Exercise data Block Start
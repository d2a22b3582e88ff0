//! # TTL Map
//! Thread-safe string-keyed map whose entries expire a fixed time after
//! insertion. Expiry is evaluated lazily on read against a monotonic clock;
//! `purge_expired` exists for memory hygiene only.
//!
//! The clock is `tokio::time::Instant`, so paused-time tests can move it.

use std::{collections::HashMap, sync::Mutex, time::Duration};

use tokio::time::Instant;

#[derive(Debug)]
pub struct TtlMap<V> {
    ttl: Duration,
    inner: Mutex<HashMap<String, Entry<V>>>,
}

#[derive(Debug)]
struct Entry<V> {
    value: V,
    inserted_at: Instant,
}

impl<V> Entry<V> {
    fn is_expired(&self, now: Instant, ttl: Duration) -> bool {
        now.saturating_duration_since(self.inserted_at) >= ttl
    }
}

impl<V: Clone> TtlMap<V> {
    pub fn new(ttl: Duration) -> Self {
        Self {
            ttl,
            inner: Mutex::new(HashMap::new()),
        }
    }

    pub fn ttl(&self) -> Duration {
        self.ttl
    }

    /// Live value for `key` at `now`. Expired entries are dropped on the way.
    pub fn get_at(&self, key: &str, now: Instant) -> Option<V> {
        let mut map = self.inner.lock().expect("ttl map mutex poisoned");
        match map.get(key) {
            Some(entry) if !entry.is_expired(now, self.ttl) => Some(entry.value.clone()),
            Some(_) => {
                map.remove(key);
                None
            }
            None => None,
        }
    }

    pub fn get(&self, key: &str) -> Option<V> {
        self.get_at(key, Instant::now())
    }

    /// Insert or replace; the expiry restarts from `now`.
    pub fn insert_at(&self, key: impl Into<String>, value: V, now: Instant) {
        let mut map = self.inner.lock().expect("ttl map mutex poisoned");
        map.insert(
            key.into(),
            Entry {
                value,
                inserted_at: now,
            },
        );
    }

    pub fn insert(&self, key: impl Into<String>, value: V) {
        self.insert_at(key, value, Instant::now())
    }

    /// Drop every expired entry; returns how many were removed.
    pub fn purge_expired_at(&self, now: Instant) -> usize {
        let mut map = self.inner.lock().expect("ttl map mutex poisoned");
        let before = map.len();
        let ttl = self.ttl;
        map.retain(|_, entry| !entry.is_expired(now, ttl));
        before - map.len()
    }

    pub fn purge_expired(&self) -> usize {
        self.purge_expired_at(Instant::now())
    }

    /// Number of stored entries, expired ones included until purged.
    pub fn len(&self) -> usize {
        self.inner.lock().expect("ttl map mutex poisoned").len()
    }

    pub fn is_empty(&self) -> bool {
        self.len() == 0
    }
}
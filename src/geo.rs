//! # Geo
//! Pure geographic helpers used by routing: geohash bucket keys, great-circle
//! distance and compass bearing.
//!
//! No I/O and no validation; coordinates are expected to be in range.

use std::fmt;

use serde::{Deserialize, Serialize};

/// Sphere radius used for distance, in meters (WGS-84 equatorial radius).
const EARTH_RADIUS_M: f64 = 6_378_137.0;

/// Meters to statute miles.
pub const METERS_TO_MILES: f64 = 0.000621371;

/// A latitude/longitude pair in decimal degrees.
#[derive(Debug, Clone, Copy, PartialEq, Serialize, Deserialize)]
pub struct LatLon {
    pub lat: f64,
    pub lon: f64,
}

impl LatLon {
    pub fn new(lat: f64, lon: f64) -> Self {
        Self { lat, lon }
    }
}

impl fmt::Display for LatLon {
    fn fmt(&self, f: &mut fmt::Formatter<'_>) -> fmt::Result {
        write!(f, "{:.5},{:.5}", self.lat, self.lon)
    }
}

/// Encode `point` as a geohash of `precision` characters.
///
/// Two points with the same key share a cell; cell size shrinks roughly
/// 32× per extra character (precision 3 ≈ 156 km × 156 km). `None` when the
/// point is out of range or the precision is unsupported.
pub fn geohash(point: LatLon, precision: usize) -> Option<String> {
    ::geohash::encode(
        ::geohash::Coord {
            x: point.lon,
            y: point.lat,
        },
        precision,
    )
    .ok()
}

/// Great-circle distance in meters (haversine).
pub fn haversine_m(a: LatLon, b: LatLon) -> f64 {
    let dlat = (b.lat - a.lat).to_radians();
    let dlon = (b.lon - a.lon).to_radians();
    let h = (dlat / 2.0).sin().powi(2)
        + a.lat.to_radians().cos() * b.lat.to_radians().cos() * (dlon / 2.0).sin().powi(2);
    EARTH_RADIUS_M * 2.0 * h.sqrt().atan2((1.0 - h).sqrt())
}

/// Initial great-circle bearing from `from` toward `to`, degrees in `[0, 360)`.
pub fn initial_bearing_deg(from: LatLon, to: LatLon) -> f64 {
    let phi1 = from.lat.to_radians();
    let phi2 = to.lat.to_radians();
    let dlon = (to.lon - from.lon).to_radians();

    let y = dlon.sin() * phi2.cos();
    let x = phi1.cos() * phi2.sin() - phi1.sin() * phi2.cos() * dlon.cos();
    y.atan2(x).to_degrees().rem_euclid(360.0)
}

/// Eight-point compass rose.
#[derive(Debug, Clone, Copy, PartialEq, Eq, Hash, Serialize, Deserialize)]
pub enum Compass {
    N,
    NE,
    E,
    SE,
    S,
    SW,
    W,
    NW,
}

impl Compass {
    const ROSE: [Compass; 8] = [
        Compass::N,
        Compass::NE,
        Compass::E,
        Compass::SE,
        Compass::S,
        Compass::SW,
        Compass::W,
        Compass::NW,
    ];

    /// Nearest compass point for a bearing in degrees (any range).
    pub fn from_degrees(deg: f64) -> Self {
        let normalized = deg.rem_euclid(360.0);
        let sector = ((normalized + 22.5) / 45.0).floor() as usize % 8;
        Self::ROSE[sector]
    }

    pub fn as_str(&self) -> &'static str {
        match self {
            Compass::N => "N",
            Compass::NE => "NE",
            Compass::E => "E",
            Compass::SE => "SE",
            Compass::S => "S",
            Compass::SW => "SW",
            Compass::W => "W",
            Compass::NW => "NW",
        }
    }
}

impl fmt::Display for Compass {
    fn fmt(&self, f: &mut fmt::Formatter<'_>) -> fmt::Result {
        f.write_str(self.as_str())
    }
}

/// Distance and direction of a report relative to a watch target's home.
#[derive(Debug, Clone, Copy, PartialEq)]
pub struct Proximity {
    /// Unrounded distance; used for threshold comparisons.
    pub miles: f64,
    /// `None` when the report sits exactly on the home location.
    pub bearing: Option<Compass>,
}

impl Proximity {
    /// Distance rounded to one decimal place, for display only.
    pub fn rounded_miles(&self) -> f64 {
        (self.miles * 10.0).round() / 10.0
    }
}

/// Distance from `home` to `report` in miles, and the direction of the
/// report as seen from `home`: a report north of home reads `N`.
pub fn distance_and_bearing(report: LatLon, home: LatLon) -> Proximity {
    let meters = haversine_m(home, report);
    let bearing = if meters > 0.0 {
        Some(Compass::from_degrees(initial_bearing_deg(home, report)))
    } else {
        None
    };
    Proximity {
        miles: meters * METERS_TO_MILES,
        bearing,
    }
}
Exercise data Block End
» Exercise
Provide the count of lines above that contain "powi", without any other words.

» Output below
2